Aux premiers jours de la vie sans vie du confinement, on n’avait rien décidé. La seule certitude que l’on avait, c’était l’envie de relire Proust, de retrouver le temps pour relire La recherche du temps perdu. Et cette relecture s’est accompagnée d’un travail d’écriture motivé par la nécessité d’aller au plus près de la crise qui soudain nous a submergée, d’oser s’avancer au front de l’info pour ne pas rester dans l’effroi.
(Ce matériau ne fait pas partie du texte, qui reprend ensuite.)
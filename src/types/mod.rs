//! BSON type tags and one value struct per tag.
//!
//! The structs carry exactly the payload the wire format defines for their
//! tag and borrow their text and bytes from the document they were decoded
//! from. [`Bson`] is the sum of all of them.

use std::fmt;
use std::time::{Duration, SystemTime, UNIX_EPOCH};

use crate::array::ArrayView;
use crate::document::DocumentView;
use crate::error::{Error, Result};
use crate::oid::Oid;
use crate::string::StringOrLiteral;

mod value;
pub use self::value::Bson;

/// Wire format type tag of an element.
#[derive(Copy, Clone, Debug, PartialEq, Eq, Hash)]
#[repr(u8)]
pub enum Type {
    /// Not a wire type: marks a missing element.
    Eod = 0x00,
    Double = 0x01,
    String = 0x02,
    Document = 0x03,
    Array = 0x04,
    Binary = 0x05,
    Undefined = 0x06,
    Oid = 0x07,
    Bool = 0x08,
    Date = 0x09,
    Null = 0x0A,
    Regex = 0x0B,
    DbPointer = 0x0C,
    Code = 0x0D,
    Symbol = 0x0E,
    CodeWScope = 0x0F,
    Int32 = 0x10,
    Timestamp = 0x11,
    Int64 = 0x12,
    Decimal128 = 0x13,
    MaxKey = 0x7F,
    MinKey = 0xFF,
}

impl Type {
    /// Maps a wire byte to its tag, `None` for unknown bytes and for `0x00`.
    pub fn from_u8(tag: u8) -> Option<Type> {
        let ty = match tag {
            0x01 => Type::Double,
            0x02 => Type::String,
            0x03 => Type::Document,
            0x04 => Type::Array,
            0x05 => Type::Binary,
            0x06 => Type::Undefined,
            0x07 => Type::Oid,
            0x08 => Type::Bool,
            0x09 => Type::Date,
            0x0A => Type::Null,
            0x0B => Type::Regex,
            0x0C => Type::DbPointer,
            0x0D => Type::Code,
            0x0E => Type::Symbol,
            0x0F => Type::CodeWScope,
            0x10 => Type::Int32,
            0x11 => Type::Timestamp,
            0x12 => Type::Int64,
            0x13 => Type::Decimal128,
            0x7F => Type::MaxKey,
            0xFF => Type::MinKey,
            _ => return None,
        };
        Some(ty)
    }

    pub fn name(self) -> &'static str {
        match self {
            Type::Eod => "eod",
            Type::Double => "double",
            Type::String => "string",
            Type::Document => "document",
            Type::Array => "array",
            Type::Binary => "binary",
            Type::Undefined => "undefined",
            Type::Oid => "oid",
            Type::Bool => "bool",
            Type::Date => "date",
            Type::Null => "null",
            Type::Regex => "regex",
            Type::DbPointer => "dbpointer",
            Type::Code => "code",
            Type::Symbol => "symbol",
            Type::CodeWScope => "codewscope",
            Type::Int32 => "int32",
            Type::Timestamp => "timestamp",
            Type::Int64 => "int64",
            Type::Decimal128 => "decimal128",
            Type::MaxKey => "maxkey",
            Type::MinKey => "minkey",
        }
    }
}

impl fmt::Display for Type {
    fn fmt(&self, f: &mut fmt::Formatter) -> fmt::Result {
        f.write_str(self.name())
    }
}

/// Kind of payload stored in a binary element.
#[derive(Copy, Clone, Debug, PartialEq, Eq, Hash)]
pub enum BinarySubtype {
    Generic,
    Function,
    BinaryDeprecated,
    UuidDeprecated,
    Uuid,
    Md5,
    Encrypted,
    Column,
    Sensitive,
    Vector,
    /// `0x0A..=0x7F`, not assigned yet.
    Reserved(u8),
    /// `0x80..=0xFF`.
    UserDefined(u8),
}

impl From<u8> for BinarySubtype {
    fn from(byte: u8) -> Self {
        match byte {
            0x00 => BinarySubtype::Generic,
            0x01 => BinarySubtype::Function,
            0x02 => BinarySubtype::BinaryDeprecated,
            0x03 => BinarySubtype::UuidDeprecated,
            0x04 => BinarySubtype::Uuid,
            0x05 => BinarySubtype::Md5,
            0x06 => BinarySubtype::Encrypted,
            0x07 => BinarySubtype::Column,
            0x08 => BinarySubtype::Sensitive,
            0x09 => BinarySubtype::Vector,
            0x80..=0xFF => BinarySubtype::UserDefined(byte),
            _ => BinarySubtype::Reserved(byte),
        }
    }
}

impl From<BinarySubtype> for u8 {
    fn from(subtype: BinarySubtype) -> u8 {
        match subtype {
            BinarySubtype::Generic => 0x00,
            BinarySubtype::Function => 0x01,
            BinarySubtype::BinaryDeprecated => 0x02,
            BinarySubtype::UuidDeprecated => 0x03,
            BinarySubtype::Uuid => 0x04,
            BinarySubtype::Md5 => 0x05,
            BinarySubtype::Encrypted => 0x06,
            BinarySubtype::Column => 0x07,
            BinarySubtype::Sensitive => 0x08,
            BinarySubtype::Vector => 0x09,
            BinarySubtype::Reserved(b) | BinarySubtype::UserDefined(b) => b,
        }
    }
}

/// Associates a value struct with its wire tag.
pub trait BsonType {
    const TYPE_ID: Type;
}

macro_rules! type_id {
    ($($t:ident => $tag:ident),* $(,)?) => {
        $(impl BsonType for $t<'_> {
            const TYPE_ID: Type = Type::$tag;
        })*
    };
    ($(($t:ident => $tag:ident)),* $(,)?) => {
        $(impl BsonType for $t {
            const TYPE_ID: Type = Type::$tag;
        })*
    };
}

#[derive(Copy, Clone, Debug, PartialEq)]
pub struct BDouble {
    pub value: f64,
}

#[derive(Clone, Debug, PartialEq, Eq)]
pub struct BString<'a> {
    pub value: StringOrLiteral<'a>,
}

#[derive(Copy, Clone, Debug, PartialEq)]
pub struct BDocument<'a> {
    pub value: DocumentView<'a>,
}

#[derive(Copy, Clone, Debug, PartialEq)]
pub struct BArray<'a> {
    pub value: ArrayView<'a>,
}

/// Binary payload. Two empty payloads compare equal whatever their subtype.
#[derive(Copy, Clone, Debug)]
pub struct BBinary<'a> {
    pub subtype: BinarySubtype,
    pub bytes: &'a [u8],
}

#[derive(Copy, Clone, Debug, Default, PartialEq, Eq)]
pub struct BUndefined;

#[derive(Copy, Clone, Debug, PartialEq, Eq, PartialOrd, Ord, Hash)]
pub struct BOid {
    pub value: Oid,
}

#[derive(Copy, Clone, Debug, PartialEq, Eq)]
pub struct BBool {
    pub value: bool,
}

/// Milliseconds since the unix epoch.
#[derive(Copy, Clone, Debug, PartialEq, Eq, PartialOrd, Ord, Hash)]
pub struct BDate {
    pub value: i64,
}

#[derive(Copy, Clone, Debug, Default, PartialEq, Eq)]
pub struct BNull;

#[derive(Clone, Debug, PartialEq, Eq)]
pub struct BRegex<'a> {
    pub regex: StringOrLiteral<'a>,
    pub options: StringOrLiteral<'a>,
}

#[derive(Clone, Debug, PartialEq, Eq)]
pub struct BDbPointer<'a> {
    pub collection: StringOrLiteral<'a>,
    pub value: Oid,
}

#[derive(Clone, Debug, PartialEq, Eq)]
pub struct BCode<'a> {
    pub code: StringOrLiteral<'a>,
}

#[derive(Clone, Debug, PartialEq, Eq)]
pub struct BSymbol<'a> {
    pub symbol: StringOrLiteral<'a>,
}

#[derive(Clone, Debug, PartialEq)]
pub struct BCodeWScope<'a> {
    pub code: StringOrLiteral<'a>,
    pub scope: DocumentView<'a>,
}

#[derive(Copy, Clone, Debug, PartialEq, Eq, PartialOrd, Ord, Hash)]
pub struct BInt32 {
    pub value: i32,
}

/// Replication timestamp, stored on the wire as `increment | timestamp << 32`.
#[derive(Copy, Clone, Debug, PartialEq, Eq, PartialOrd, Ord, Hash)]
pub struct BTimestamp {
    pub increment: u32,
    pub timestamp: u32,
}

#[derive(Copy, Clone, Debug, PartialEq, Eq, PartialOrd, Ord, Hash)]
pub struct BInt64 {
    pub value: i64,
}

/// IEEE 754-2008 128 bit decimal, kept as its two raw halves.
#[derive(Copy, Clone, Debug, PartialEq, Eq, Hash)]
pub struct BDecimal128 {
    pub high: u64,
    pub low: u64,
}

#[derive(Copy, Clone, Debug, Default, PartialEq, Eq)]
pub struct BMinKey;

#[derive(Copy, Clone, Debug, Default, PartialEq, Eq)]
pub struct BMaxKey;

type_id! {
    BString => String,
    BDocument => Document,
    BArray => Array,
    BBinary => Binary,
    BRegex => Regex,
    BDbPointer => DbPointer,
    BCode => Code,
    BSymbol => Symbol,
    BCodeWScope => CodeWScope,
}

type_id! {
    (BDouble => Double),
    (BUndefined => Undefined),
    (BOid => Oid),
    (BBool => Bool),
    (BDate => Date),
    (BNull => Null),
    (BInt32 => Int32),
    (BTimestamp => Timestamp),
    (BInt64 => Int64),
    (BDecimal128 => Decimal128),
    (BMinKey => MinKey),
    (BMaxKey => MaxKey),
}

impl<'a> PartialEq for BBinary<'a> {
    fn eq(&self, other: &Self) -> bool {
        if self.bytes.is_empty() || other.bytes.is_empty() {
            return self.bytes.is_empty() && other.bytes.is_empty();
        }
        self.subtype == other.subtype && self.bytes == other.bytes
    }
}

impl<'a> BString<'a> {
    pub fn new(value: impl Into<StringOrLiteral<'a>>) -> Self {
        BString {
            value: value.into(),
        }
    }
}

impl<'a> BRegex<'a> {
    pub fn new(regex: impl Into<StringOrLiteral<'a>>, options: impl Into<StringOrLiteral<'a>>) -> Self {
        BRegex {
            regex: regex.into(),
            options: options.into(),
        }
    }
}

impl<'a> BCode<'a> {
    pub fn new(code: impl Into<StringOrLiteral<'a>>) -> Self {
        BCode { code: code.into() }
    }
}

impl<'a> BSymbol<'a> {
    pub fn new(symbol: impl Into<StringOrLiteral<'a>>) -> Self {
        BSymbol {
            symbol: symbol.into(),
        }
    }
}

impl BDate {
    pub fn now() -> Self {
        BDate::from(SystemTime::now())
    }

    /// Converts back to a `SystemTime`, `None` when it does not fit.
    pub fn to_system_time(self) -> Option<SystemTime> {
        if self.value >= 0 {
            UNIX_EPOCH.checked_add(Duration::from_millis(self.value as u64))
        } else {
            UNIX_EPOCH.checked_sub(Duration::from_millis(self.value.unsigned_abs()))
        }
    }
}

impl From<SystemTime> for BDate {
    fn from(time: SystemTime) -> Self {
        let value = match time.duration_since(UNIX_EPOCH) {
            Ok(after) => after.as_millis() as i64,
            Err(before) => -(before.duration().as_millis() as i64),
        };
        BDate { value }
    }
}

impl BTimestamp {
    pub(crate) fn from_u64(raw: u64) -> Self {
        BTimestamp {
            increment: raw as u32,
            timestamp: (raw >> 32) as u32,
        }
    }

    pub(crate) fn to_u64(self) -> u64 {
        (self.timestamp as u64) << 32 | self.increment as u64
    }
}

impl BDecimal128 {
    pub fn new(high: u64, low: u64) -> Self {
        BDecimal128 { high, low }
    }

    /// Wire layout: low half first, both little endian.
    pub fn to_bytes(self) -> [u8; 16] {
        let mut out = [0u8; 16];
        out[..8].copy_from_slice(&self.low.to_le_bytes());
        out[8..].copy_from_slice(&self.high.to_le_bytes());
        out
    }

    pub fn from_bytes(bytes: [u8; 16]) -> Self {
        let mut low = [0u8; 8];
        let mut high = [0u8; 8];
        low.copy_from_slice(&bytes[..8]);
        high.copy_from_slice(&bytes[8..]);
        BDecimal128 {
            high: u64::from_le_bytes(high),
            low: u64::from_le_bytes(low),
        }
    }
}

/// Fails with `TypeMismatch` unless `actual` is the tag of `T`.
pub(crate) fn expect_type<T: BsonType>(actual: Type) -> Result<()> {
    if actual == T::TYPE_ID {
        Ok(())
    } else {
        Err(Error::TypeMismatch {
            expected: T::TYPE_ID,
            actual,
        })
    }
}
Nous voici désormais dans le temps entre, et pourtant, pour l’instant, rien n’a changé, et on éprouve toujours la même oscillation entre enchantement et tristesse. Le dimanche du premier week-end du temps entre, au réveil, on découvre des photographies où deux petites poucettes amies se retrouvent dans l’immense prairie d’un parc à Bruxelles. Assises l’une à côté de l’autre dans l’herbe verte, elles croquent chacune une pomme plus grande que sa bouche, et on les voit marcher main dans la main. Quoi de plus normal, quoi de plus banal que ces images d’enfance? Et cependant elles nous paraissent extraordinaires comme surgies d’un lieu, d’un temps désormais impossibles. Une heure ou deux plus tard, on reçoit un message nous apprenant que le père de l’aimé est mort dans la nuit. Sa respiration, comme celle de tant d’autres personnes âgées, isolées dans les maisons de retraite, l’a quitté.
Envie de printemps, deuil de printemps.
Oscillation entre la vie qui enchante et la mort qui nous laisse sans voix.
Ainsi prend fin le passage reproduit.